• Collected data:
*** Begin section ***

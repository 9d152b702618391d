use async_trait::async_trait;
use reqwest::{Response, StatusCode};

use riskwatch_common::model::{Channel, FailureKind};

use super::render::RenderedContent;

/// One transport. Implementations never retry; the dispatch engine owns
/// retry bookkeeping.
#[async_trait]
pub trait Notifier: Send + Sync {
    fn channel(&self) -> Channel;

    fn name(&self) -> &str;

    async fn send(&self, recipient: &str, content: &RenderedContent) -> Result<(), NotifyError>;

    /// Lightweight reachability check used by the health job.
    async fn probe(&self) -> Result<(), NotifyError>;
}

#[derive(Debug, Clone, PartialEq, Eq)]
pub struct NotifyError {
    pub kind: FailureKind,
    pub message: String,
}

impl NotifyError {
    pub fn transient(message: impl Into<String>) -> Self {
        Self {
            kind: FailureKind::Transient,
            message: message.into(),
        }
    }

    pub fn permanent(message: impl Into<String>) -> Self {
        Self {
            kind: FailureKind::Permanent,
            message: message.into(),
        }
    }

    pub fn is_transient(&self) -> bool {
        self.kind == FailureKind::Transient
    }

    pub fn from_reqwest(e: &reqwest::Error) -> Self {
        if e.is_builder() {
            return Self::permanent(e.to_string());
        }
        match e.status() {
            Some(status) => Self::from_status(status),
            None => Self::transient(e.to_string()),
        }
    }

    /// 408, 429 and 5xx are worth another attempt; any other non-success code
    /// (bad recipient, rejected credentials) will fail the same way again.
    pub fn from_status(status: StatusCode) -> Self {
        let message = format!("gateway returned {status}");
        if status == StatusCode::REQUEST_TIMEOUT
            || status == StatusCode::TOO_MANY_REQUESTS
            || status.is_server_error()
        {
            Self::transient(message)
        } else {
            Self::permanent(message)
        }
    }
}

impl std::fmt::Display for NotifyError {
    fn fmt(&self, f: &mut std::fmt::Formatter<'_>) -> std::fmt::Result {
        let kind = match self.kind {
            FailureKind::Transient => "transient",
            FailureKind::Permanent => "permanent",
        };
        write!(f, "notify ({kind}): {}", self.message)
    }
}

impl std::error::Error for NotifyError {}

pub(crate) fn check_response(resp: Result<Response, reqwest::Error>) -> Result<(), NotifyError> {
    let resp = resp.map_err(|e| NotifyError::from_reqwest(&e))?;
    let status = resp.status();
    if status.is_success() {
        Ok(())
    } else {
        Err(NotifyError::from_status(status))
    }
}

/// Any answer below 500 proves the gateway is up, even a 4xx for the HEAD.
pub(crate) async fn probe_endpoint(client: &reqwest::Client, url: &str) -> Result<(), NotifyError> {
    let resp = client
        .head(url)
        .send()
        .await
        .map_err(|e| NotifyError::from_reqwest(&e))?;
    if resp.status().is_server_error() {
        Err(NotifyError::from_status(resp.status()))
    } else {
        Ok(())
    }
}

#[cfg(test)]
mod tests {
    use super::*;

    #[test]
    fn retryable_statuses_are_transient() {
        for status in [
            StatusCode::REQUEST_TIMEOUT,
            StatusCode::TOO_MANY_REQUESTS,
            StatusCode::BAD_GATEWAY,
            StatusCode::SERVICE_UNAVAILABLE,
        ] {
            assert!(NotifyError::from_status(status).is_transient(), "{status}");
        }
    }

    #[test]
    fn client_errors_are_permanent() {
        for status in [
            StatusCode::BAD_REQUEST,
            StatusCode::UNAUTHORIZED,
            StatusCode::FORBIDDEN,
            StatusCode::NOT_FOUND,
        ] {
            assert_eq!(NotifyError::from_status(status).kind, FailureKind::Permanent);
        }
    }

    #[test]
    fn display_includes_kind() {
        let e = NotifyError::permanent("bad address");
        assert_eq!(e.to_string(), "notify (permanent): bad address");
    }

    #[tokio::test]
    async fn refused_connection_is_transient() {
        let client = reqwest::Client::new();
        let err = probe_endpoint(&client, "http://127.0.0.1:1/").await.unwrap_err();
        assert!(err.is_transient());
    }
}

*** End section ***

• YOUR TASK: In full and without change, transcribe the data above.

• RESULT:
repository 9d152b702618391d
use async_trait::async_trait;
use reqwest::{Response, StatusCode};

use riskwatch_common::model::{Channel, FailureKind};

use super::render::RenderedContent;

/// One transport. Implementations never retry; the dispatch engine owns
/// retry bookkeeping.
#[async_trait]
pub trait Notifier: Send + Sync {
    fn channel(&self) -> Channel;

    fn name(&self) -> &str;

    async fn send(&self, recipient: &str, content: &RenderedContent) -> Result<(), NotifyError>;

    /// Lightweight reachability check used by the health job.
    async fn probe(&self) -> Result<(), NotifyError>;
}

#[derive(Debug, Clone, PartialEq, Eq)]
pub struct NotifyError {
    pub kind: FailureKind,
    pub message: String,
}

impl NotifyError {
    pub fn transient(message: impl Into<String>) -> Self {
        Self {
            kind: FailureKind::Transient,
            message: message.into(),
        }
    }

    pub fn permanent(message: impl Into<String>) -> Self {
        Self {
            kind: FailureKind::Permanent,
            message: message.into(),
        }
    }

    pub fn is_transient(&self) -> bool {
        self.kind == FailureKind::Transient
    }

    pub fn from_reqwest(e: &reqwest::Error) -> Self {
        if e.is_builder() {
            return Self::permanent(e.to_string());
        }
        match e.status() {
            Some(status) => Self::from_status(status),
            None => Self::transient(e.to_string()),
        }
    }

    /// 408, 429 and 5xx are worth another attempt; any other non-success code
    /// (bad recipient, rejected credentials) will fail the same way again.
    pub fn from_status(status: StatusCode) -> Self {
        let message = format!("gateway returned {status}");
        if status == StatusCode::REQUEST_TIMEOUT
            || status == StatusCode::TOO_MANY_REQUESTS
            || status.is_server_error()
        {
            Self::transient(message)
        } else {
            Self::permanent(message)
        }
    }
}

impl std::fmt::Display for NotifyError {
    fn fmt(&self, f: &mut std::fmt::Formatter<'_>) -> std::fmt::Result {
        let kind = match self.kind {
            FailureKind::Transient => "transient",
            FailureKind::Permanent => "permanent",
        };
        write!(f, "notify ({kind}): {}", self.message)
    }
}

impl std::error::Error for NotifyError {}

pub(crate) fn check_response(resp: Result<Response, reqwest::Error>) -> Result<(), NotifyError> {
    let resp = resp.map_err(|e| NotifyError::from_reqwest(&e))?;
    let status = resp.status();
    if status.is_success() {
        Ok(())
    } else {
        Err(NotifyError::from_status(status))
    }
}

/// Any answer below 500 proves the gateway is up, even a 4xx for the HEAD.
pub(crate) async fn probe_endpoint(client: &reqwest::Client, url: &str) -> Result<(), NotifyError> {
    let resp = client
        .head(url)
        .send()
        .await
        .map_err(|e| NotifyError::from_reqwest(&e))?;
    if resp.status().is_server_error() {
        Err(NotifyError::from_status(resp.status()))
    } else {
        Ok(())
    }
}

#[cfg(test)]
mod tests {
    use super::*;

    #[test]
    fn retryable_statuses_are_transient() {
        for status in [
            StatusCode::REQUEST_TIMEOUT,
            StatusCode::TOO_MANY_REQUESTS,
            StatusCode::BAD_GATEWAY,
            StatusCode::SERVICE_UNAVAILABLE,
        ] {
            assert!(NotifyError::from_status(status).is_transient(), "{status}");
        }
    }

    #[test]
    fn client_errors_are_permanent() {
        for status in [
            StatusCode::BAD_REQUEST,
            StatusCode::UNAUTHORIZED,
            StatusCode::FORBIDDEN,
            StatusCode::NOT_FOUND,
        ] {
            assert_eq!(NotifyError::from_status(status).kind, FailureKind::Permanent);
        }
    }

    #[test]
    fn display_includes_kind() {
        let e = NotifyError::permanent("bad address");
        assert_eq!(e.to_string(), "notify (permanent): bad address");
    }

    #[tokio::test]
    async fn refused_connection_is_transient() {
        let client = reqwest::Client::new();
        let err = probe_endpoint(&client, "http://127.0.0.1:1/").await.unwrap_err();
        assert!(err.is_transient());
    }
}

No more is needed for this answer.